▸ **EXERCISE**: Lines of the records that hold the word "PartialEq" are to be counted; give the number and nothing more.

(Saved data entries)
//! REST collaborators.
//!
//! The messaging core depends on three backend endpoints: the online-user
//! snapshot, chat history, and marking notifications read. Everything else
//! the backend offers is out of scope.
//!
//! Paths are relative so an API mounted under a prefix (`https://host/chat/`)
//! keeps that prefix.

use std::future::Future;

use kith_proto::{Conversation, GroupId, Timestamp, UserId};
use serde::{Deserialize, Serialize};
use url::Url;

use crate::error::ApiError;

/// A message as returned by the history endpoints.
#[derive(Debug, Clone, PartialEq, Eq, Serialize, Deserialize)]
pub struct HistoryMessage {
    /// Sender.
    pub from: UserId,
    /// Recipient, for private history.
    #[serde(default, skip_serializing_if = "Option::is_none")]
    pub to: Option<UserId>,
    /// Group, for group history.
    #[serde(default, skip_serializing_if = "Option::is_none")]
    pub group_id: Option<GroupId>,
    /// Message body.
    pub content: String,
    /// Server timestamp.
    #[serde(default)]
    pub timestamp: Timestamp,
}

/// Backend endpoints consumed by the messaging core.
pub trait ChatApi: Send + Sync + 'static {
    /// `GET /api/online-users`.
    fn online_users(&self) -> impl Future<Output = Result<Vec<UserId>, ApiError>> + Send;

    /// `GET /api/messages/private/{peer}` or `GET /api/messages/group/{group}`.
    fn chat_history(
        &self,
        conversation: Conversation,
    ) -> impl Future<Output = Result<Vec<HistoryMessage>, ApiError>> + Send;

    /// `POST /api/notifications/read`.
    fn mark_notifications_read(&self) -> impl Future<Output = Result<(), ApiError>> + Send;
}

/// Online-user snapshot.
pub const ONLINE_USERS_PATH: &str = "api/online-users";

/// Mark every notification read.
pub const NOTIFICATIONS_READ_PATH: &str = "api/notifications/read";

/// Path of the history endpoint for `conversation`.
pub fn history_path(conversation: Conversation) -> String {
    match conversation {
        Conversation::Private(peer) => format!("api/messages/private/{peer}"),
        Conversation::Group(group) => format!("api/messages/group/{group}"),
    }
}

/// Resolve `path` under `base`, treating `base` as a directory.
///
/// `https://host/chat` and `https://host/chat/` both resolve
/// `api/online-users` to `https://host/chat/api/online-users`.
pub fn endpoint(base: &Url, path: &str) -> Result<Url, ApiError> {
    let mut root = base.clone();
    if !root.path().ends_with('/') {
        let dir = format!("{}/", root.path());
        root.set_path(&dir);
    }
    root.join(path).map_err(|e| ApiError::Transport(format!("bad path {path}: {e}")))
}
//! Notification dispatcher.
//!
//! Narrows the `notification` frame stream to per-subtype subscriptions, so
//! the online-user tracker and the activity feed each see only what they
//! care about.

use kith_core::{Environment, EventBus, HandlerError, Subscription};
use kith_proto::{Frame, FrameKind, Notification, NotificationKind, UserId};

use crate::{api::ChatApi, manager::ConnectionManager};

/// Routes notifications to handlers keyed by subtype.
#[derive(Debug, Default)]
pub struct NotificationDispatcher {
    bus: EventBus<NotificationKind, Notification>,
    attachment: Option<Subscription>,
}

impl NotificationDispatcher {
    /// Dispatcher with no subscribers, not attached to any connection.
    pub fn new() -> Self {
        Self::default()
    }

    /// Receive `notification` frames from `manager`.
    ///
    /// Replaces any previous attachment. Detaches when the dispatcher is
    /// dropped.
    pub fn attach<E: Environment>(&mut self, manager: &ConnectionManager<E>) {
        let bus = self.bus.clone();
        let subscription = manager.subscribe(FrameKind::Notification, move |frame| {
            route(&bus, frame);
            Ok(())
        });
        self.attachment = Some(subscription);
    }

    /// Whether the dispatcher is receiving frames from a connection.
    pub fn is_attached(&self) -> bool {
        self.attachment.is_some()
    }

    /// Register a handler for notifications of `subtype`.
    #[must_use = "dropping the subscription unsubscribes the handler"]
    pub fn subscribe<F>(&self, subtype: NotificationKind, handler: F) -> Subscription
    where
        F: Fn(&Notification) -> Result<(), HandlerError> + Send + Sync + 'static,
    {
        self.bus.subscribe(subtype, handler)
    }

    /// Dispatch `frame` to the handlers of its subtype.
    ///
    /// Frames that are not notifications are ignored. Returns the number of
    /// handlers invoked.
    pub fn handle_notification(&self, frame: &Frame) -> usize {
        route(&self.bus, frame)
    }

    /// Fetch the online-user snapshot.
    ///
    /// On failure the error is logged and the result is empty. Empty means
    /// unknown, not nobody online.
    pub async fn load_online_users<A: ChatApi>(&self, api: &A) -> Vec<UserId> {
        match api.online_users().await {
            Ok(users) => {
                tracing::debug!(count = users.len(), "online users loaded");
                users
            },
            Err(error) => {
                tracing::warn!(%error, "failed to load online users");
                Vec::new()
            },
        }
    }

    /// Number of handlers registered for `subtype`.
    pub fn handler_count(&self, subtype: &NotificationKind) -> usize {
        self.bus.handler_count(subtype)
    }
}

fn route(bus: &EventBus<NotificationKind, Notification>, frame: &Frame) -> usize {
    let Frame::Notification(notification) = frame else {
        return 0;
    };

    let delivered = bus.dispatch(&notification.subtype, notification);
    if delivered == 0 {
        tracing::debug!(subtype = %notification.subtype, "no handler for notification");
    }
    delivered
}

#[cfg(test)]
mod tests {
    use std::sync::{
        Arc,
        atomic::{AtomicUsize, Ordering},
    };

    use kith_proto::{BroadcastMessage, Timestamp};

    use super::*;

    fn notification(subtype: NotificationKind) -> Frame {
        Frame::Notification(Notification::new(subtype, Timestamp::from_millis(0)).with_user(4))
    }

    fn counter(dispatcher: &NotificationDispatcher, subtype: NotificationKind) -> (Arc<AtomicUsize>, Subscription) {
        let hits = Arc::new(AtomicUsize::new(0));
        let count = Arc::clone(&hits);
        let sub = dispatcher.subscribe(subtype, move |_| {
            count.fetch_add(1, Ordering::SeqCst);
            Ok(())
        });
        (hits, sub)
    }

    #[test]
    fn routes_by_exact_subtype() {
        let dispatcher = NotificationDispatcher::new();
        let (connected, _a) = counter(&dispatcher, NotificationKind::UserConnected);
        let (follows, _b) = counter(&dispatcher, NotificationKind::Follow);

        assert_eq!(dispatcher.handle_notification(&notification(NotificationKind::UserConnected)), 1);
        assert_eq!(connected.load(Ordering::SeqCst), 1);
        assert_eq!(follows.load(Ordering::SeqCst), 0);
    }

    #[test]
    fn ignores_other_frame_kinds() {
        let dispatcher = NotificationDispatcher::new();
        let (hits, _sub) = counter(&dispatcher, NotificationKind::UserConnected);

        let frame = Frame::Broadcast(BroadcastMessage {
            from: None,
            content: "maintenance".into(),
            timestamp: Timestamp::from_millis(0),
        });
        assert_eq!(dispatcher.handle_notification(&frame), 0);
        assert_eq!(hits.load(Ordering::SeqCst), 0);
    }

    #[test]
    fn unknown_subtype_without_subscribers_is_dropped() {
        let dispatcher = NotificationDispatcher::new();
        let frame = notification(NotificationKind::Other("post_liked".into()));
        assert_eq!(dispatcher.handle_notification(&frame), 0);
    }

    #[test]
    fn unknown_subtype_with_subscriber_is_delivered() {
        let dispatcher = NotificationDispatcher::new();
        let (hits, _sub) = counter(&dispatcher, NotificationKind::Other("post_liked".into()));
        dispatcher.handle_notification(&notification(NotificationKind::Other("post_liked".into())));
        assert_eq!(hits.load(Ordering::SeqCst), 1);
    }

    #[test]
    fn dropped_subscription_stops_delivery() {
        let dispatcher = NotificationDispatcher::new();
        let (hits, sub) = counter(&dispatcher, NotificationKind::FollowRequest);
        drop(sub);

        dispatcher.handle_notification(&notification(NotificationKind::FollowRequest));
        assert_eq!(hits.load(Ordering::SeqCst), 0);
        assert_eq!(dispatcher.handler_count(&NotificationKind::FollowRequest), 0);
    }
}
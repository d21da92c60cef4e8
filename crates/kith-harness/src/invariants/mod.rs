//! Invariant checking for chat view state.
//!
//! Invariants are properties that must always hold. Unlike example-based
//! tests that check specific scenarios, they verify behavior across arbitrary
//! event sequences.
//!
//! # Usage
//!
//! ```ignore
//! let registry = InvariantRegistry::standard();
//! let snapshot = ViewSnapshot::from_view(&view);
//! registry.assert_all(&snapshot, "after echo");
//! ```

mod checks;
mod snapshot;

use std::fmt;

pub use checks::{ActiveConversationHasNoForeignMessages, NoDuplicateEcho, OptimisticOnlyWhenActive};
pub use snapshot::ViewSnapshot;

/// Invariant check result.
pub type InvariantResult = Result<(), Violation>;

/// Identifies an invariant in violation reports.
#[derive(Debug, Clone, Copy, PartialEq, Eq, Hash)]
pub enum InvariantKind {
    /// See [`ActiveConversationHasNoForeignMessages`].
    ActiveConversationHasNoForeignMessages,
    /// See [`NoDuplicateEcho`].
    NoDuplicateEcho,
    /// See [`OptimisticOnlyWhenActive`].
    OptimisticOnlyWhenActive,
}

impl fmt::Display for InvariantKind {
    fn fmt(&self, f: &mut fmt::Formatter<'_>) -> fmt::Result {
        fmt::Debug::fmt(self, f)
    }
}

/// Invariant violation with context.
#[derive(Debug, Clone)]
pub struct Violation {
    /// The violated invariant.
    pub invariant: InvariantKind,
    /// What went wrong.
    pub message: String,
}

impl fmt::Display for Violation {
    fn fmt(&self, f: &mut fmt::Formatter<'_>) -> fmt::Result {
        write!(f, "{}: {}", self.invariant, self.message)
    }
}

impl std::error::Error for Violation {}

/// A property checked against a [`ViewSnapshot`].
pub trait Invariant: Send + Sync {
    /// Which invariant this is.
    fn kind(&self) -> InvariantKind;

    /// Check the invariant.
    fn check(&self, state: &ViewSnapshot) -> InvariantResult;
}

/// Registry of invariants to check.
pub struct InvariantRegistry {
    invariants: Vec<Box<dyn Invariant>>,
}

impl Default for InvariantRegistry {
    fn default() -> Self {
        Self::new()
    }
}

impl InvariantRegistry {
    /// Create an empty registry.
    pub fn new() -> Self {
        Self { invariants: Vec::new() }
    }

    /// Registry with every standard chat-view invariant.
    pub fn standard() -> Self {
        let mut registry = Self::new();
        registry.add(ActiveConversationHasNoForeignMessages);
        registry.add(NoDuplicateEcho);
        registry.add(OptimisticOnlyWhenActive);
        registry
    }

    /// Add an invariant.
    pub fn add<I: Invariant + 'static>(&mut self, invariant: I) {
        self.invariants.push(Box::new(invariant));
    }

    /// Check all invariants, collecting every violation.
    pub fn check_all(&self, state: &ViewSnapshot) -> Result<(), Vec<Violation>> {
        let violations: Vec<_> =
            self.invariants.iter().filter_map(|inv| inv.check(state).err()).collect();

        if violations.is_empty() { Ok(()) } else { Err(violations) }
    }

    /// Check all invariants, panicking with context on violation.
    ///
    /// For tests.
    #[allow(clippy::panic)]
    pub fn assert_all(&self, state: &ViewSnapshot, context: &str) {
        if let Err(violations) = self.check_all(state) {
            let messages: Vec<_> = violations.iter().map(ToString::to_string).collect();
            panic!("Invariant violation {context}:\n  {}", messages.join("\n  "));
        }
    }

    /// Number of registered invariants.
    pub fn len(&self) -> usize {
        self.invariants.len()
    }

    /// Whether the registry is empty.
    pub fn is_empty(&self) -> bool {
        self.invariants.is_empty()
    }
}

▸ **SOLUTION TO THE PROBLEM**: 2